特に個人事業主のお客様には、何から何まで引き受けるのではなく、極力わかりやすく説明して、自分でできるようになったことをありがたがってもらったほうが、仕事にも付加価値を付けやすくなるんじゃないかなと思います。

長くなりましたが、もう少し続きます。

税理士は何をやってくれるのか?その1

「税理士さんって何をやってくれるんですかぁ~?」
こんな質問をされることがたまにあります。

その素朴な質問には「税理士なんて税金の計算して偉そうにしてる人でしょ。」という冷ややかな感じが伝わってくるようで・・・。
少し被害妄想ぎみですね。(^^;)
税金の計算はしますが、偉そうかどうかは税理士によります(相手の感じ方にもよります)。

「何をやってくるれるのか?」
具体的に挙げてみましょう。
申告書や決算書の作成、税務相談、記帳代行、年末調整、経営相談、法人設立サポート、プライベートな相談も結構多いです(わりとハードなものまで)。
プライベートな相談なんて税理士にするわけないだろ?と思われるかもしれませんが、中小企業の売上、資金繰り、家族構成などをよく知る立場にあるということは、そういうことなんだと実感するようになりました。事態が深刻なほど、友人や知人に相談しにくいということもあります。
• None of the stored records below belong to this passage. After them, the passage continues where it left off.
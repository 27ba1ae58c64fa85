use futures_util::{Stream, StreamExt};
use serde_json::Value;
use tokio::sync::mpsc;

use crate::domain::error::TranslateError;
use crate::infra::cancel::CancelToken;

/// SSE 1行分の解釈結果
#[derive(Debug, Clone, PartialEq, Eq)]
pub enum SseEvent {
    Token(String),
    Done,
}

/// ネットワーク読み込み単位をまたぐ行をバッファする SSE デコーダー
#[derive(Debug, Default)]
pub struct SseDecoder {
    buffer: Vec<u8>,
    malformed_lines: usize,
}

impl SseDecoder {
    pub fn new() -> Self {
        Self::default()
    }

    /// 受信バイト列を追加し、改行まで揃った行のイベントを返す
    pub fn feed(&mut self, bytes: &[u8]) -> Vec<SseEvent> {
        self.buffer.extend_from_slice(bytes);
        let mut events = Vec::new();
        while let Some(pos) = self.buffer.iter().position(|b| *b == b'\n') {
            let line: Vec<u8> = self.buffer.drain(..=pos).collect();
            if let Some(event) = self.parse_line(&String::from_utf8_lossy(&line)) {
                events.push(event);
            }
        }
        events
    }

    /// ストリーム終端で改行の無い最終行を処理する
    pub fn finish(&mut self) -> Vec<SseEvent> {
        if self.buffer.is_empty() {
            return Vec::new();
        }
        let line = std::mem::take(&mut self.buffer);
        self.parse_line(&String::from_utf8_lossy(&line))
            .into_iter()
            .collect()
    }

    /// スキップした不正な JSON 行の数
    pub fn malformed_lines(&self) -> usize {
        self.malformed_lines
    }

    fn parse_line(&mut self, line: &str) -> Option<SseEvent> {
        let line = line.trim();
        let payload = line.strip_prefix("data:")?.trim();
        if payload.is_empty() {
            return None;
        }
        if payload == "[DONE]" {
            return Some(SseEvent::Done);
        }

        match serde_json::from_str::<Value>(payload) {
            Ok(json) => extract_content(&json)
                .filter(|t| !t.is_empty())
                .map(|t| SseEvent::Token(t.to_string())),
            Err(e) => {
                self.malformed_lines += 1;
                log::warn!("不正なストリーム行をスキップ: {e}");
                None
            }
        }
    }
}

/// `choices[0]` から delta.content / text / message.content の順で本文を取る
pub fn extract_content(json: &Value) -> Option<&str> {
    let choice = &json["choices"][0];
    choice["delta"]["content"]
        .as_str()
        .filter(|s| !s.is_empty())
        .or_else(|| choice["text"].as_str().filter(|s| !s.is_empty()))
        .or_else(|| choice["message"]["content"].as_str())
}

/// バイトストリームを読み切り、トークンを順に送りつつ全文を返す
///
/// キャンセルされた時点でストリームを破棄して `Cancelled` を返す。
pub async fn decode_stream<S, B, E>(
    stream: S,
    provider: &str,
    tokens: Option<&mpsc::UnboundedSender<String>>,
    cancel: &CancelToken,
) -> Result<String, TranslateError>
where
    S: Stream<Item = Result<B, E>>,
    B: AsRef<[u8]>,
    E: std::fmt::Display,
{
    let mut stream = std::pin::pin!(stream);
    let mut decoder = SseDecoder::new();
    let mut accumulated = String::new();

    loop {
        let next = tokio::select! {
            biased;
            _ = cancel.cancelled() => return Err(TranslateError::Cancelled),
            next = stream.next() => next,
        };

        let (events, exhausted) = match next {
            Some(Ok(bytes)) => (decoder.feed(bytes.as_ref()), false),
            Some(Err(e)) => {
                return Err(TranslateError::Transport {
                    provider: provider.to_string(),
                    detail: format!("stream read failed: {e}"),
                })
            }
            None => (decoder.finish(), true),
        };

        for event in events {
            match event {
                SseEvent::Token(text) => {
                    if let Some(tx) = tokens {
                        let _ = tx.send(text.clone());
                    }
                    accumulated.push_str(&text);
                }
                SseEvent::Done => {
                    log::debug!("{provider} ストリーム完了 ({} 文字)", accumulated.chars().count());
                    return Ok(accumulated);
                }
            }
        }

        if exhausted {
            return Ok(accumulated);
        }
    }
}

#[cfg(test)]
mod tests {
    use super::*;
    use crate::infra::cancel::cancel_pair;
    use futures_util::stream;

    fn delta(text: &str) -> String {
        format!(
            "data: {}\n\n",
            serde_json::json!({"choices": [{"delta": {"content": text}}]})
        )
    }

    fn ok_chunks(parts: Vec<String>) -> impl Stream<Item = Result<Vec<u8>, std::io::Error>> {
        stream::iter(parts.into_iter().map(|p| Ok(p.into_bytes())))
    }

    #[tokio::test]
    async fn test_tokens_accumulate_in_order() {
        let body = vec![
            delta("Hello"),
            delta(" "),
            delta("world"),
            "data: [DONE]\n\n".to_string(),
        ];
        let (tx, mut rx) = mpsc::unbounded_channel();
        let result = decode_stream(ok_chunks(body), "test", Some(&tx), &CancelToken::never())
            .await
            .unwrap();
        assert_eq!(result, "Hello world");

        drop(tx);
        let mut received = Vec::new();
        while let Some(token) = rx.recv().await {
            received.push(token);
        }
        assert_eq!(received, vec!["Hello", " ", "world"]);
    }

    #[tokio::test]
    async fn test_line_split_across_reads() {
        let line = delta("分割");
        let bytes = line.as_bytes();
        // UTF-8 の途中で切る
        let cut = line.find("分").unwrap() + 1;
        let parts = vec![bytes[..cut].to_vec(), bytes[cut..].to_vec()];
        let body = stream::iter(parts.into_iter().map(Ok::<_, std::io::Error>));
        let result = decode_stream(body, "test", None, &CancelToken::never())
            .await
            .unwrap();
        assert_eq!(result, "分割");
    }

    #[tokio::test]
    async fn test_malformed_line_is_skipped() {
        let body = vec![
            delta("a"),
            "data: {not json}\n".to_string(),
            ": keep-alive comment\n".to_string(),
            delta("b"),
        ];
        let result = decode_stream(ok_chunks(body), "test", None, &CancelToken::never())
            .await
            .unwrap();
        assert_eq!(result, "ab");
    }

    #[tokio::test]
    async fn test_stream_end_without_done_or_newline() {
        let last = format!(
            "data: {}",
            serde_json::json!({"choices": [{"text": "tail"}]})
        );
        let body = vec![delta("head "), last];
        let result = decode_stream(ok_chunks(body), "test", None, &CancelToken::never())
            .await
            .unwrap();
        assert_eq!(result, "head tail");
    }

    #[tokio::test]
    async fn test_data_after_done_is_ignored() {
        let body = vec![delta("x"), "data: [DONE]\n".to_string(), delta("y")];
        let result = decode_stream(ok_chunks(body), "test", None, &CancelToken::never())
            .await
            .unwrap();
        assert_eq!(result, "x");
    }

    #[tokio::test]
    async fn test_cancel_stops_pending_stream() {
        let (handle, token) = cancel_pair();
        let body = stream::iter(vec![Ok::<_, std::io::Error>(delta("first").into_bytes())])
            .chain(stream::pending());
        let task = tokio::spawn(async move { decode_stream(body, "test", None, &token).await });
        tokio::time::sleep(std::time::Duration::from_millis(20)).await;
        handle.cancel();
        let result = task.await.unwrap();
        assert_eq!(result, Err(TranslateError::Cancelled));
    }

    #[tokio::test]
    async fn test_read_error_is_transport_error() {
        let body = stream::iter(vec![
            Ok(delta("x").into_bytes()),
            Err(std::io::Error::other("reset")),
        ]);
        let err = decode_stream(body, "xAI", None, &CancelToken::never())
            .await
            .unwrap_err();
        assert!(matches!(err, TranslateError::Transport { .. }));
    }

    #[test]
    fn test_extract_content_shapes() {
        let delta: Value = serde_json::json!({"choices": [{"delta": {"content": "d"}}]});
        let text: Value = serde_json::json!({"choices": [{"text": "t"}]});
        let message: Value = serde_json::json!({"choices": [{"message": {"content": "m"}}]});
        let role_only: Value = serde_json::json!({"choices": [{"delta": {"role": "assistant"}}]});
        assert_eq!(extract_content(&delta), Some("d"));
        assert_eq!(extract_content(&text), Some("t"));
        assert_eq!(extract_content(&message), Some("m"));
        assert_eq!(extract_content(&role_only), None);
    }

    #[test]
    fn test_decoder_counts_malformed_lines() {
        let mut decoder = SseDecoder::new();
        assert!(decoder.feed(b"data: nope\n").is_empty());
        assert_eq!(decoder.malformed_lines(), 1);
        assert_eq!(decoder.feed(b"data: [DONE]\n"), vec![SseEvent::Done]);
    }
}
税理士はある意味生臭い職業で、仲の良い友人が知らないことも立場上知ることになり、しかも毎年の決算・申告のご依頼であれば、お付き合いも長くなります。ですから、数字を自在に扱いビジネス以外はクールに一線を画す。なんてカッコイイことはまずできません(でも税理士にそういうイメージを持ってる人も結構多いかなと)。
結局「税務相談所」ではなく「よろず相談所」になります。
まぁ、税務以外は基本的に門外漢ですので、全て自分でというわけにはいきません。自分にできることであれば。というスタンスでやってます。

でも、あえて「何をやってくれるのか?」を一つ挙げるなら、税理士には公にされた「使命」というものがあります。
なんだか堅苦しそうですが、以外にしっくりくる回答が隠されています。
長くなりそうなので、続きはまた次回に。